Exercise aim
Word for word, return the lines from the start of the entries below through the line that has "whole assembled context".

Data excerpts
+---+
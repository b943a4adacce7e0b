//! Google Gemini provider implementation.
//!
//! Talks to the `generateContent` REST endpoint:
//! - `x-goog-api-key` header authentication
//! - single user turn carrying the whole assembled context
//! - fixed `generationConfig` (stop sequences, token cap, sampling)

use async_trait::async_trait;
use gemrelay_core::error::ProviderError;
use gemrelay_core::provider::*;
use serde::{Deserialize, Serialize};
use tracing::{debug, warn};

const DEFAULT_BASE_URL: &str = "https://generativelanguage.googleapis.com";
const API_VERSION: &str = "v1beta";
const DEFAULT_MODEL: &str = "gemini-1.5-flash";

/// Finish reasons that mean the candidate text was withheld.
const BLOCKED_FINISH_REASONS: &[&str] = &[
    "SAFETY",
    "RECITATION",
    "BLOCKLIST",
    "PROHIBITED_CONTENT",
    "SPII",
];

/// A Gemini `generateContent` provider.
pub struct GeminiProvider {
    name: String,
    base_url: String,
    api_key: String,
    /// Model probed by `health_check`.
    model: String,
    client: reqwest::Client,
}

impl GeminiProvider {
    /// Create a new Gemini provider against the public endpoint.
    pub fn new(api_key: impl Into<String>) -> Self {
        let client = reqwest::Client::builder()
            .connect_timeout(std::time::Duration::from_secs(10))
            .build()
            .unwrap_or_default();

        Self {
            name: "gemini".into(),
            base_url: DEFAULT_BASE_URL.into(),
            api_key: api_key.into(),
            model: DEFAULT_MODEL.into(),
            client,
        }
    }

    /// Create with a custom base URL (e.g., for testing or proxies).
    pub fn with_base_url(mut self, base_url: impl Into<String>) -> Self {
        self.base_url = base_url.into().trim_end_matches('/').to_string();
        self
    }

    /// Set the model that `health_check` looks up.
    pub fn with_model(mut self, model: impl Into<String>) -> Self {
        self.model = model.into();
        self
    }

    fn model_url(&self, model: &str) -> String {
        let model = model.strip_prefix("models/").unwrap_or(model);
        format!("{}/{API_VERSION}/models/{model}", self.base_url)
    }

    fn generate_url(&self, model: &str) -> String {
        format!("{}:generateContent", self.model_url(model))
    }

    /// Convert our request to the Gemini wire format.
    fn to_api_request(request: &CompletionRequest) -> ApiRequest {
        let generation = &request.generation;
        ApiRequest {
            contents: vec![ApiContent {
                role: Some("user".into()),
                parts: vec![ApiPart {
                    text: Some(request.prompt.clone()),
                }],
            }],
            generation_config: ApiGenerationConfig {
                stop_sequences: generation.stop_sequences.clone(),
                max_output_tokens: generation.max_output_tokens,
                temperature: generation.temperature,
                top_p: generation.top_p,
                top_k: generation.top_k,
            },
        }
    }

    /// Pull the generated text out of a decoded response.
    ///
    /// The text is the concatenation of all text parts of the first
    /// candidate. A prompt rejected up front has no candidates at all.
    fn extract_text(response: &ApiResponse) -> Result<(String, Option<String>), ProviderError> {
        let Some(candidate) = response.candidates.first() else {
            if let Some(reason) = response
                .prompt_feedback
                .as_ref()
                .and_then(|f| f.block_reason.as_deref())
            {
                return Err(ProviderError::Blocked(reason.to_string()));
            }
            return Err(ProviderError::MalformedResponse(
                "No candidates in response".into(),
            ));
        };

        if let Some(reason) = candidate.finish_reason.as_deref() {
            if BLOCKED_FINISH_REASONS.contains(&reason) {
                return Err(ProviderError::Blocked(format!(
                    "candidate finished with {reason}"
                )));
            }
        }

        let text = candidate
            .content
            .as_ref()
            .map(|c| {
                c.parts
                    .iter()
                    .filter_map(|p| p.text.as_deref())
                    .collect::<String>()
            })
            .unwrap_or_default();

        Ok((text, candidate.finish_reason.clone()))
    }
}

fn map_transport_error(e: reqwest::Error) -> ProviderError {
    if e.is_timeout() {
        ProviderError::Timeout(e.to_string())
    } else {
        ProviderError::Network(e.to_string())
    }
}

#[async_trait]
impl gemrelay_core::Provider for GeminiProvider {
    fn name(&self) -> &str {
        &self.name
    }

    async fn complete(
        &self,
        request: CompletionRequest,
    ) -> std::result::Result<CompletionResponse, ProviderError> {
        let url = self.generate_url(&request.model);
        let body = Self::to_api_request(&request);

        debug!(
            provider = %self.name,
            model = %request.model,
            prompt_len = request.prompt.len(),
            "Sending generateContent request"
        );

        let response = self
            .client
            .post(&url)
            .header("x-goog-api-key", &self.api_key)
            .json(&body)
            .send()
            .await
            .map_err(map_transport_error)?;

        let status = response.status().as_u16();

        if status == 429 {
            let retry_after_secs = response
                .headers()
                .get("retry-after")
                .and_then(|v| v.to_str().ok())
                .and_then(|v| v.parse().ok())
                .unwrap_or(5);
            return Err(ProviderError::RateLimited { retry_after_secs });
        }

        if status == 401 || status == 403 {
            return Err(ProviderError::AuthenticationFailed(
                "Invalid API key or insufficient permissions".into(),
            ));
        }

        if status == 404 {
            return Err(ProviderError::ModelNotFound(request.model));
        }

        if !(200..300).contains(&status) {
            let error_body = response.text().await.unwrap_or_default();
            warn!(status, body = %error_body, "Provider returned error");
            return Err(ProviderError::ApiError {
                status_code: status,
                message: error_body,
            });
        }

        let api_response: ApiResponse = response
            .json()
            .await
            .map_err(|e| ProviderError::MalformedResponse(format!("Failed to parse response: {e}")))?;

        let (text, finish_reason) = Self::extract_text(&api_response)?;

        let usage = api_response.usage_metadata.map(|u| Usage {
            prompt_tokens: u.prompt_token_count,
            completion_tokens: u.candidates_token_count,
            total_tokens: u.total_token_count,
        });

        if let Some(usage) = &usage {
            debug!(
                prompt_tokens = usage.prompt_tokens,
                completion_tokens = usage.completion_tokens,
                "generateContent usage"
            );
        }

        Ok(CompletionResponse {
            text,
            usage,
            model: api_response.model_version.unwrap_or(request.model),
            finish_reason,
        })
    }

    async fn health_check(&self) -> std::result::Result<bool, ProviderError> {
        let url = self.model_url(&self.model);
        let response = self
            .client
            .get(&url)
            .header("x-goog-api-key", &self.api_key)
            .send()
            .await
            .map_err(map_transport_error)?;

        match response.status().as_u16() {
            401 | 403 => Err(ProviderError::AuthenticationFailed(
                "API key rejected by Gemini".into(),
            )),
            404 => Err(ProviderError::ModelNotFound(self.model.clone())),
            _ => Ok(response.status().is_success()),
        }
    }
}

// --- Gemini API types (internal) ---

#[derive(Debug, Serialize)]
#[serde(rename_all = "camelCase")]
struct ApiRequest {
    contents: Vec<ApiContent>,
    generation_config: ApiGenerationConfig,
}

#[derive(Debug, Serialize, Deserialize)]
struct ApiContent {
    #[serde(default, skip_serializing_if = "Option::is_none")]
    role: Option<String>,
    #[serde(default)]
    parts: Vec<ApiPart>,
}

#[derive(Debug, Serialize, Deserialize)]
struct ApiPart {
    #[serde(default, skip_serializing_if = "Option::is_none")]
    text: Option<String>,
}

#[derive(Debug, Serialize)]
#[serde(rename_all = "camelCase")]
struct ApiGenerationConfig {
    #[serde(skip_serializing_if = "Vec::is_empty")]
    stop_sequences: Vec<String>,
    max_output_tokens: u32,
    temperature: f32,
    top_p: f32,
    top_k: u32,
}

#[derive(Debug, Deserialize)]
#[serde(rename_all = "camelCase")]
struct ApiResponse {
    #[serde(default)]
    candidates: Vec<ApiCandidate>,
    #[serde(default)]
    prompt_feedback: Option<ApiPromptFeedback>,
    #[serde(default)]
    usage_metadata: Option<ApiUsageMetadata>,
    #[serde(default)]
    model_version: Option<String>,
}

#[derive(Debug, Deserialize)]
#[serde(rename_all = "camelCase")]
struct ApiCandidate {
    #[serde(default)]
    content: Option<ApiContent>,
    #[serde(default)]
    finish_reason: Option<String>,
}

#[derive(Debug, Deserialize)]
#[serde(rename_all = "camelCase")]
struct ApiPromptFeedback {
    #[serde(default)]
    block_reason: Option<String>,
}

#[derive(Debug, Deserialize)]
#[serde(rename_all = "camelCase")]
struct ApiUsageMetadata {
    #[serde(default)]
    prompt_token_count: u32,
    #[serde(default)]
    candidates_token_count: u32,
    #[serde(default)]
    total_token_count: u32,
}
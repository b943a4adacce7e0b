//! Remote completion providers for GemRelay.
//!
//! All providers implement the `gemrelay_core::Provider` trait.
//! [`build_from_config`] assembles the production stack: the Gemini client
//! wrapped in the retrying/timeout layer.

pub mod gemini;
pub mod retry;

pub use gemini::GeminiProvider;
pub use retry::RetryingProvider;

use gemrelay_config::{AppConfig, ConfigError};
use gemrelay_core::Provider;
use std::sync::Arc;
use std::time::Duration;

/// Build the configured provider.
///
/// Fails with [`ConfigError::MissingCredential`] when no API key is set, so
/// callers can refuse to start instead of failing on every request.
pub fn build_from_config(config: &AppConfig) -> Result<Arc<dyn Provider>, ConfigError> {
    let api_key = config.require_api_key()?;
    let settings = &config.provider;

    let gemini = GeminiProvider::new(api_key)
        .with_base_url(&settings.base_url)
        .with_model(&config.model);

    tracing::debug!(
        base_url = %settings.base_url,
        timeout_secs = settings.timeout_secs,
        max_retries = settings.max_retries,
        "Building Gemini provider"
    );

    Ok(Arc::new(
        RetryingProvider::new(Arc::new(gemini))
            .with_timeout(Duration::from_secs(settings.timeout_secs))
            .with_max_retries(settings.max_retries)
            .with_backoff(Duration::from_millis(settings.retry_backoff_ms)),
    ))
}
+---+
Exercise result
repository b943a4adacce7e0b
//! Google Gemini provider implementation.
//!
//! Talks to the `generateContent` REST endpoint:
//! - `x-goog-api-key` header authentication
//! - single user turn carrying the whole assembled context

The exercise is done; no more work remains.